I initially thought about either setting up a virtual machine in some isolated virtual network, or configuring an isolated network on my router with strict firewall rules, but wanted a way more easier way to achieve this (and potentially revert if needed). And I ultimately figured that this may be achieved right in Kubernetes with the help of Network Policies.

After a very brief introduction about Network Policies, this blog post will walk you through a practical example of how we can simulate an environment with a corporate proxy in Kubernetes.

Network Policies

Network Policies are a Kubernetes construct that allow specifying rules to apply against network ingress or egress traffic in a given namespace.

As you may know, one of the fundamental design decisions in the Kubernetes networking model is that all Pods can communicate with all other pods in the cluster. And this needs to be guaranteed by the underlying network plugin implementing the Container Network Interface (CNI). Having all pods being able to communicate with any other pods may not be ideal in certain environments, but using Network Policies, we can achieve better isolation if needed. Also bear in mind that a Network Policy is scoped to the namespace in which it is created.

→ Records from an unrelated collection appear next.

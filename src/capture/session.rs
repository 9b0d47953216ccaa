//! Page, element and frame capture on top of a [`BrowserDriver`]
//!
//! A [`CaptureSession`] drives one capture at a time: it measures what to
//! scroll, plans the steps, scrolls and captures each step, waits for the
//! page to settle before every capture, and merges the frames with a
//! [`Stitcher`]. The device pixel ratio is measured once per session.
//!
//! # Examples
//!
//! ```
//! use webshot::{
//!     capture::{CaptureSession, MockDriver},
//!     geometry::Size,
//!     model::{CaptureConfig, CaptureMode},
//! };
//!
//! #[tokio::main]
//! async fn main() {
//!     let driver = MockDriver::new()
//!         .with_viewport(Size::new(400, 300))
//!         .with_content(Size::new(400, 1000));
//!     let config = CaptureConfig::builder().scroll_settle(std::time::Duration::ZERO).build();
//!
//!     let session = CaptureSession::new(&driver, config).await.unwrap();
//!     let snapshot = session.shoot_page(CaptureMode::VerticalScroll).await.unwrap();
//!     assert_eq!(snapshot.image().dimensions(), (400, 1000));
//! }
//! ```

use std::time::Duration;

use tokio::time::{Instant, sleep};
use tracing::{debug, info, warn};

use super::{
    BrowserDriver, ScrollTarget,
    pixel_ratio::DevicePixelRatio,
    raw_image::RawImage,
    scripts,
    scroll::{ScrollAxes, ScrollPlan},
    stitch::{CaptureFrame, Stitcher},
};
use crate::{
    error::{CaptureError, CaptureResult},
    geometry::{Rect, ScrollOffset, Size},
    model::{CaptureConfig, CaptureMode, ElementCaptureMode, PreCaptureWait},
    snapshot::Snapshot,
};

/// One browser, one configuration, one device pixel ratio
pub struct CaptureSession<'a> {
    driver: &'a dyn BrowserDriver,
    config: CaptureConfig,
    ratio:  DevicePixelRatio,
}

impl<'a> CaptureSession<'a> {
    /// Opens a session, measuring the device pixel ratio unless the config
    /// disables it
    ///
    /// # Errors
    ///
    /// - [`CaptureError::DriverUnavailable`] - The driver did not answer
    /// - [`CaptureError::InvalidParameter`] - The browser reported a
    ///   non-positive device pixel ratio
    pub async fn new(driver: &'a dyn BrowserDriver, config: CaptureConfig) -> CaptureResult<Self> {
        let ratio = if config.use_device_pixel_ratio {
            DevicePixelRatio::new(driver.measure_device_pixel_ratio().await?)?
        } else {
            DevicePixelRatio::ONE
        };

        debug!(driver = driver.name(), ratio = %ratio, "opened capture session");

        Ok(Self {
            driver,
            config,
            ratio,
        })
    }

    /// Device pixel ratio used for every capture of this session
    pub fn ratio(&self) -> DevicePixelRatio {
        self.ratio
    }

    /// Configuration of this session
    pub fn config(&self) -> &CaptureConfig {
        &self.config
    }

    /// Captures the page with the configured mode
    pub async fn shoot(&self) -> CaptureResult<Snapshot> {
        self.shoot_page(self.config.mode).await
    }

    /// Captures the current page
    ///
    /// Vertical output is viewport-wide and content-tall, horizontal output
    /// content-wide and viewport-tall, full output covers the whole content.
    /// [`CaptureMode::FullPage`] uses the driver's native full-page
    /// screenshot when available and stitches otherwise.
    pub async fn shoot_page(&self, mode: CaptureMode) -> CaptureResult<Snapshot> {
        let image = match mode {
            CaptureMode::FullPage if self.driver.capabilities().full_content_capture => {
                self.await_ready().await?;
                self.driver.capture_full_content().await?
            }
            CaptureMode::FullPage => {
                debug!(
                    driver = self.driver.name(),
                    "no native full-page screenshot, stitching instead"
                );
                self.scroll_page(ScrollAxes::Both).await?
            }
            CaptureMode::Viewport => self.scroll_page(ScrollAxes::None).await?,
            CaptureMode::VerticalScroll => self.scroll_page(ScrollAxes::Vertical).await?,
            CaptureMode::HorizontalScroll => self.scroll_page(ScrollAxes::Horizontal).await?,
            CaptureMode::FullScroll => self.scroll_page(ScrollAxes::Both).await?,
        };

        info!(
            mode = %mode,
            width = image.width(),
            height = image.height(),
            "captured page"
        );
        Ok(Snapshot::new(image, self.ratio))
    }

    /// Captures one element
    ///
    /// The element is scrolled into view first. In viewport mode the visible
    /// part of the element is cropped from a viewport capture; scroll modes
    /// scroll the element's own content and keep its client box.
    ///
    /// # Errors
    ///
    /// - [`CaptureError::ElementNotFound`] - Nothing matches `selector`
    /// - [`CaptureError::UnsupportedCapture`] - A scroll mode was requested
    ///   for an element larger than the viewport, or the element is not
    ///   visible after scrolling
    pub async fn shoot_element(
        &self,
        selector: &str,
        mode: ElementCaptureMode,
    ) -> CaptureResult<Snapshot> {
        let subject = format!("element {selector}");
        let page = self.driver.measure_viewport(&ScrollTarget::Page).await?;
        let rect = self.driver.locate(selector).await?;
        check_fits(&subject, mode, rect, page.size())?;

        self.driver
            .scroll_into_view(selector, self.config.element_alignment)
            .await?;
        self.settle().await;

        let snapshot = match element_axes(mode) {
            ScrollAxes::None => self.visible_part(&subject, rect, page).await?,
            axes => {
                let target = ScrollTarget::element(selector);
                let client = self.driver.measure_viewport(&target).await?;
                let content = self.driver.measure_content_extent(&target).await?;
                let image = self.scroll_capture(&target, axes, client, content).await?;
                Snapshot::new(image, self.ratio)
            }
        };

        info!(
            selector,
            mode = %mode,
            width = snapshot.image().width(),
            height = snapshot.image().height(),
            "captured element"
        );
        Ok(snapshot)
    }

    /// Captures the document of one frame
    ///
    /// Works like [`shoot_element`](Self::shoot_element), except that scroll
    /// modes switch into the frame and scroll its document. The browsing
    /// context is switched back even when the capture fails.
    ///
    /// # Errors
    ///
    /// - [`CaptureError::FrameNotFound`] - Nothing matches `selector`
    /// - [`CaptureError::UnsupportedCapture`] - A scroll mode was requested
    ///   for a frame larger than the viewport
    pub async fn shoot_frame(
        &self,
        selector: &str,
        mode: ElementCaptureMode,
    ) -> CaptureResult<Snapshot> {
        let subject = format!("frame {selector}");
        let page = self.driver.measure_viewport(&ScrollTarget::Page).await?;
        let rect = self
            .driver
            .locate(selector)
            .await
            .map_err(|error| match error {
                CaptureError::ElementNotFound { selector } => CaptureError::FrameNotFound { selector },
                other => other,
            })?;
        check_fits(&subject, mode, rect, page.size())?;

        self.driver
            .scroll_into_view(selector, self.config.element_alignment)
            .await?;
        self.settle().await;

        let snapshot = match element_axes(mode) {
            ScrollAxes::None => self.visible_part(&subject, rect, page).await?,
            axes => {
                let client = self
                    .driver
                    .measure_viewport(&ScrollTarget::element(selector))
                    .await?;

                self.driver.enter_frame(selector).await?;
                let captured = self.scroll_frame_document(axes, client).await;
                let exited = self.driver.exit_frame().await;

                let image = captured?;
                exited?;
                Snapshot::new(image, self.ratio)
            }
        };

        info!(
            selector,
            mode = %mode,
            width = snapshot.image().width(),
            height = snapshot.image().height(),
            "captured frame"
        );
        Ok(snapshot)
    }

    async fn scroll_page(&self, axes: ScrollAxes) -> CaptureResult<RawImage> {
        let target = ScrollTarget::Page;
        let viewport = self.driver.measure_viewport(&target).await?;
        let content = match axes {
            ScrollAxes::None => viewport.size(),
            _ => self.driver.measure_content_extent(&target).await?,
        };
        self.scroll_capture(&target, axes, viewport, content).await
    }

    /// Scrolls the current frame's document; `client` is the frame's client
    /// box in the top-level viewport
    async fn scroll_frame_document(&self, axes: ScrollAxes, client: Rect) -> CaptureResult<RawImage> {
        let target = ScrollTarget::Page;
        let inner = self.driver.measure_viewport(&target).await?;
        let content = self.driver.measure_content_extent(&target).await?;
        let clip = Rect::new(
            client.x,
            client.y,
            inner.width.min(client.width),
            inner.height.min(client.height),
        );
        self.scroll_capture(&target, axes, clip, content).await
    }

    /// Crops the part of `rect` (page coordinates) visible in the viewport
    /// from a single viewport capture
    async fn visible_part(&self, subject: &str, rect: Rect, page: Rect) -> CaptureResult<Snapshot> {
        let scroll = self.driver.current_scroll(&ScrollTarget::Page).await?;
        let visible = rect
            .offset_by(scroll)
            .intersection(&page)
            .ok_or_else(|| CaptureError::unsupported(subject, "not visible in the viewport"))?;

        self.await_ready().await?;
        let image = self.driver.capture_viewport().await?;
        Snapshot::new(image, self.ratio).crop(&visible)
    }

    /// Captures `content` of `target` through `clip` (viewport coordinates)
    /// along `axes` and stitches the frames
    ///
    /// A single-step plan is captured in place without scrolling. Otherwise
    /// the target's scroll position is restored afterwards.
    async fn scroll_capture(
        &self,
        target: &ScrollTarget,
        axes: ScrollAxes,
        clip: Rect,
        content: Size,
    ) -> CaptureResult<RawImage> {
        let plan = ScrollPlan::new(clip.size(), content, axes);
        let mut stitcher = Stitcher::new(plan.clone(), self.ratio, self.config.overlap);

        if plan.is_single_step() {
            self.await_ready().await?;
            let image = self.driver.capture_viewport().await?;
            stitcher.push(CaptureFrame::new(image, ScrollOffset::ORIGIN, clip))?;
            return stitcher.finalize();
        }

        debug!(
            steps = plan.len(),
            rows = plan.vertical.len(),
            columns = plan.horizontal.len(),
            "scroll capture planned"
        );

        let initial = self.driver.current_scroll(target).await?;
        let captured = self.capture_steps(target, &plan, clip, &mut stitcher).await;
        let restored = self.driver.scroll_to(target, initial).await;

        captured?;
        restored?;
        stitcher.finalize()
    }

    async fn capture_steps(
        &self,
        target: &ScrollTarget,
        plan: &ScrollPlan,
        clip: Rect,
        stitcher: &mut Stitcher,
    ) -> CaptureResult<()> {
        for offset in plan.steps() {
            self.driver.scroll_to(target, offset).await?;
            self.settle().await;
            self.await_ready().await?;

            let image = self.driver.capture_viewport().await?;
            stitcher.push(CaptureFrame::new(image, offset, clip))?;
        }
        Ok(())
    }

    async fn settle(&self) {
        let settle = self.config.scroll_settle();
        if !settle.is_zero() {
            sleep(settle).await;
        }
    }

    /// Blocks until the configured pre-capture condition holds
    ///
    /// A script condition that is still false at its timeout is logged and
    /// the capture proceeds. Script errors count as "not ready yet"; driver
    /// errors abort.
    async fn await_ready(&self) -> CaptureResult<()> {
        match &self.config.pre_capture_wait {
            PreCaptureWait::None => Ok(()),
            PreCaptureWait::Delay { millis } => {
                sleep(Duration::from_millis(*millis)).await;
                Ok(())
            }
            PreCaptureWait::Script {
                expression,
                timeout_ms,
                poll_interval_ms,
            } => {
                let script = scripts::wait_condition(expression);
                let deadline = Instant::now() + Duration::from_millis(*timeout_ms);
                let poll = Duration::from_millis((*poll_interval_ms).max(1));

                loop {
                    match self.driver.evaluate_script(&script, Vec::new()).await {
                        Ok(value) if scripts::truthy(&value) => return Ok(()),
                        Ok(_) => {}
                        Err(CaptureError::ScriptFailed { reason }) => {
                            debug!(%reason, "wait condition threw");
                        }
                        Err(error) => return Err(error),
                    }

                    if Instant::now() >= deadline {
                        warn!(
                            expression = %expression,
                            timeout_ms = *timeout_ms,
                            "wait condition not met before timeout, capturing anyway"
                        );
                        return Ok(());
                    }
                    sleep(poll).await;
                }
            }
        }
    }
}

fn element_axes(mode: ElementCaptureMode) -> ScrollAxes {
    match mode {
        ElementCaptureMode::Viewport => ScrollAxes::None,
        ElementCaptureMode::VerticalScroll => ScrollAxes::Vertical,
        ElementCaptureMode::HorizontalScroll => ScrollAxes::Horizontal,
        ElementCaptureMode::FullScroll => ScrollAxes::Both,
    }
}

/// Scroll modes need the whole element on screen at once
fn check_fits(subject: &str, mode: ElementCaptureMode, rect: Rect, viewport: Size) -> CaptureResult<()> {
    if mode == ElementCaptureMode::Viewport || rect.fits_within(viewport) {
        return Ok(());
    }
    Err(CaptureError::unsupported(
        subject,
        format!(
            "{} mode needs it to fit in the viewport, but it is {}x{} and the viewport is {}x{}",
            mode, rect.width, rect.height, viewport.width, viewport.height
        ),
    ))
}
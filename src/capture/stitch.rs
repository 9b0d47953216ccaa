//! Frame stitching
//!
//! A [`Stitcher`] merges the frames captured along a [`ScrollPlan`] into one
//! bitmap. It is a three-phase state machine:
//!
//! - **Planning**: plan known, no frame seen yet
//! - **Accumulating**: the first frame fixed the raw frame size and the canvas
//!   is allocated; each further frame is blitted in place and dropped
//! - **Finalized**: the canvas has been handed out; no more frames accepted
//!
//! Only the canvas and the frame being merged are alive at any time. Where
//! consecutive frames overlap, the [`OverlapPolicy`] decides which frame's
//! pixels are kept; either way every canvas pixel is written exactly once.
//!
//! # Examples
//!
//! ```
//! use webshot::{
//!     capture::{CaptureFrame, DevicePixelRatio, RawImage, scroll::{ScrollAxes, ScrollPlan}, stitch::Stitcher},
//!     geometry::{Rect, ScrollOffset, Size},
//!     model::OverlapPolicy,
//! };
//!
//! let viewport = Size::new(100, 400);
//! let plan = ScrollPlan::new(viewport, Size::new(100, 1000), ScrollAxes::Vertical);
//! let mut stitcher = Stitcher::new(plan.clone(), DevicePixelRatio::ONE, OverlapPolicy::KeepLater);
//!
//! for offset in plan.steps() {
//!     let frame = RawImage::from_test_pattern(100, 400);
//!     stitcher.push(CaptureFrame::new(frame, offset, Rect::from_size(viewport))).unwrap();
//! }
//!
//! let image = stitcher.finalize().unwrap();
//! assert_eq!(image.dimensions(), (100, 1000));
//! ```

use tracing::debug;

use super::{
    pixel_ratio::{DevicePixelRatio, raw_positions},
    raw_image::RawImage,
    scroll::ScrollPlan,
};
use crate::{
    error::{CaptureError, CaptureResult},
    geometry::{RawRegion, Rect, ScrollOffset},
    model::OverlapPolicy,
};

/// One captured viewport, tagged with where it was taken
#[derive(Debug, Clone)]
pub struct CaptureFrame {
    /// Bitmap returned by the driver
    pub image:    RawImage,
    /// Scroll position the bitmap was captured at
    pub offset:   ScrollOffset,
    /// Logical rectangle of the bitmap that shows the scrolled content;
    /// anything outside it (scrollbars, surrounding page) is discarded
    pub viewport: Rect,
}

impl CaptureFrame {
    /// Creates a new frame
    pub fn new(image: RawImage, offset: ScrollOffset, viewport: Rect) -> Self {
        Self {
            image,
            offset,
            viewport,
        }
    }
}

/// Observable phase of a [`Stitcher`]
#[derive(Debug, Clone, Copy, PartialEq, Eq)]
pub enum StitchPhase {
    /// No frame received yet
    Planning,
    /// At least one frame merged
    Accumulating,
    /// Output taken
    Finalized,
}

#[derive(Debug)]
enum State {
    Planning,
    Accumulating(Canvas),
    Finalized,
}

#[derive(Debug)]
struct Canvas {
    image:  RawImage,
    frame:  (u32, u32),
    xs:     Vec<u32>,
    ys:     Vec<u32>,
    filled: u64,
}

/// Merges planned frames into one seamless bitmap
#[derive(Debug)]
pub struct Stitcher {
    plan:   ScrollPlan,
    ratio:  DevicePixelRatio,
    policy: OverlapPolicy,
    state:  State,
    next:   usize,
}

impl Stitcher {
    /// Creates a stitcher for the given plan
    pub fn new(plan: ScrollPlan, ratio: DevicePixelRatio, policy: OverlapPolicy) -> Self {
        Self {
            plan,
            ratio,
            policy,
            state: State::Planning,
            next: 0,
        }
    }

    /// Returns the current phase
    pub fn phase(&self) -> StitchPhase {
        match self.state {
            State::Planning => StitchPhase::Planning,
            State::Accumulating(_) => StitchPhase::Accumulating,
            State::Finalized => StitchPhase::Finalized,
        }
    }

    /// Number of frames merged so far
    pub fn frames_merged(&self) -> usize {
        self.next
    }

    /// Number of canvas pixels written so far
    pub fn pixels_written(&self) -> u64 {
        match &self.state {
            State::Accumulating(canvas) => canvas.filled,
            _ => 0,
        }
    }

    /// Scroll offset the next frame must have been captured at, if any
    pub fn expected_offset(&self) -> Option<ScrollOffset> {
        self.plan.steps().nth(self.next)
    }

    /// Merges the next frame
    ///
    /// The frame is cropped to its viewport rectangle, then the part not
    /// covered by a neighbouring frame (per the overlap policy) is blitted
    /// into the canvas. The frame is dropped afterwards.
    ///
    /// # Errors
    ///
    /// Returns [`CaptureError::StitchSequence`] if the stitcher is finalized,
    /// the plan is exhausted, the frame's offset is not the next planned
    /// step, or its size differs from the first frame.
    pub fn push(&mut self, frame: CaptureFrame) -> CaptureResult<()> {
        if matches!(self.state, State::Finalized) {
            return Err(sequence_error("stitcher already finalized"));
        }

        let expected = self.expected_offset().ok_or_else(|| {
            sequence_error(format!(
                "plan has {} steps but another frame was pushed",
                self.plan.len()
            ))
        })?;
        if frame.offset != expected {
            return Err(sequence_error(format!(
                "frame captured at ({}, {}) but step {} expects ({}, {})",
                frame.offset.x, frame.offset.y, self.next, expected.x, expected.y
            )));
        }

        let clip = self.clip_region(&frame)?;

        if matches!(self.state, State::Planning) {
            self.state = State::Accumulating(self.allocate(clip));
        }

        let State::Accumulating(canvas) = &mut self.state else {
            return Err(sequence_error("stitcher is not accumulating"));
        };

        if (clip.width, clip.height) != canvas.frame {
            return Err(sequence_error(format!(
                "frame is {}x{} but the first frame was {}x{}",
                clip.width, clip.height, canvas.frame.0, canvas.frame.1
            )));
        }

        let columns = self.plan.horizontal.len();
        let row = self.next / columns;
        let column = self.next % columns;
        let (canvas_w, canvas_h) = canvas.image.dimensions();

        let (dest_x, end_x) = kept_span(&canvas.xs, column, canvas.frame.0, canvas_w, self.policy);
        let (dest_y, end_y) = kept_span(&canvas.ys, row, canvas.frame.1, canvas_h, self.policy);

        let source = RawRegion::new(
            clip.x + (dest_x - canvas.xs[column]),
            clip.y + (dest_y - canvas.ys[row]),
            end_x - dest_x,
            end_y - dest_y,
        );
        let written = canvas.image.copy_from(&frame.image, source, dest_x, dest_y);
        canvas.filled += written;

        debug!(
            step = self.next,
            x = dest_x,
            y = dest_y,
            width = source.width,
            height = source.height,
            "merged frame"
        );

        self.next += 1;
        Ok(())
    }

    /// Takes the finished bitmap and moves to the finalized phase
    ///
    /// # Errors
    ///
    /// Returns [`CaptureError::StitchSequence`] if planned steps are still
    /// missing or the output was already taken.
    pub fn finalize(&mut self) -> CaptureResult<RawImage> {
        if self.next < self.plan.len() {
            return Err(sequence_error(format!(
                "only {} of {} planned frames were merged",
                self.next,
                self.plan.len()
            )));
        }

        match std::mem::replace(&mut self.state, State::Finalized) {
            State::Accumulating(canvas) => Ok(canvas.image),
            State::Planning => Err(sequence_error("no frames were merged")),
            State::Finalized => Err(sequence_error("stitcher already finalized")),
        }
    }

    /// Raw region of the frame's bitmap holding the scrolled viewport, with
    /// any browser chrome outside it cut away
    fn clip_region(&self, frame: &CaptureFrame) -> CaptureResult<RawRegion> {
        let (width, height) = frame.image.dimensions();
        let region = self.ratio.rect_to_raw(&frame.viewport)?.clamp_to(width, height);

        if region.width == 0 || region.height == 0 {
            return Err(CaptureError::OutOfBounds {
                region: self.ratio.rect_to_raw(&frame.viewport)?,
                width,
                height,
            });
        }

        Ok(region)
    }

    fn allocate(&self, clip: RawRegion) -> Canvas {
        let frame = (clip.width, clip.height);
        let (xs, canvas_w) = place_axis(&self.plan.horizontal, self.plan.extent.width, frame.0, self.ratio);
        let (ys, canvas_h) = place_axis(&self.plan.vertical, self.plan.extent.height, frame.1, self.ratio);

        debug!(
            width = canvas_w,
            height = canvas_h,
            frame_width = frame.0,
            frame_height = frame.1,
            steps = self.plan.len(),
            "allocated stitching canvas"
        );

        Canvas {
            image: RawImage::blank(canvas_w, canvas_h),
            frame,
            xs,
            ys,
            filled: 0,
        }
    }
}

/// Raw frame positions and canvas length along one axis
///
/// An axis without scrolling is exactly one frame long. A scrolled axis
/// ends where its last placed frame ends, which is the converted content
/// extent unless rounding would leave a row no frame covers.
fn place_axis(
    offsets: &[u32],
    logical_extent: u32,
    frame: u32,
    ratio: DevicePixelRatio,
) -> (Vec<u32>, u32) {
    if offsets.len() <= 1 {
        return (vec![0], frame);
    }

    let target = ratio.to_raw(logical_extent).max(frame);
    let positions = raw_positions(offsets, ratio, frame, target);
    let canvas = positions.last().map_or(target, |&last| last.saturating_add(frame));
    (positions, canvas)
}

/// Canvas span `[start, end)` that frame `index` writes along one axis
fn kept_span(
    positions: &[u32],
    index: usize,
    frame: u32,
    canvas: u32,
    policy: OverlapPolicy,
) -> (u32, u32) {
    let position = positions[index];
    let frame_end = position.saturating_add(frame).min(canvas);

    match policy {
        OverlapPolicy::KeepLater => {
            let end = positions
                .get(index + 1)
                .map_or(frame_end, |&next| next.min(frame_end));
            (position, end)
        }
        OverlapPolicy::KeepEarlier => {
            let start = match index.checked_sub(1) {
                Some(previous) => positions[previous]
                    .saturating_add(frame)
                    .clamp(position, frame_end),
                None => position,
            };
            (start, frame_end)
        }
    }
}

fn sequence_error(reason: impl Into<String>) -> CaptureError {
    CaptureError::StitchSequence {
        reason: reason.into(),
    }
}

And this is what we are trying to mimic here: prevent our application pods from communicating with other pods and the outside; the only type of traffic allowed would be from our application pods to the proxy, and all egress traffic from the proxy.

Prerequisites

To use Network Policies, the network plugin installed in the cluster needs to support them. There are a number of CNI network plugins that support Network Policies, like Calico, Cilium, or Kube-router, to name a few. So first make sure your network plugin supports Network Policies first.

In my local testing environment, I'm just using k3d, which comes with a controller that enforces network policies out of the box. So let's create a cluster using the following command:

k3d cluster create

Once the cluster is created, we can go ahead with creating a namespace for our application:

kubectl create namespace my-ns

Deploying a Squid Proxy

We'll now deploy a proxy in its separate namespace. It is based on Squid.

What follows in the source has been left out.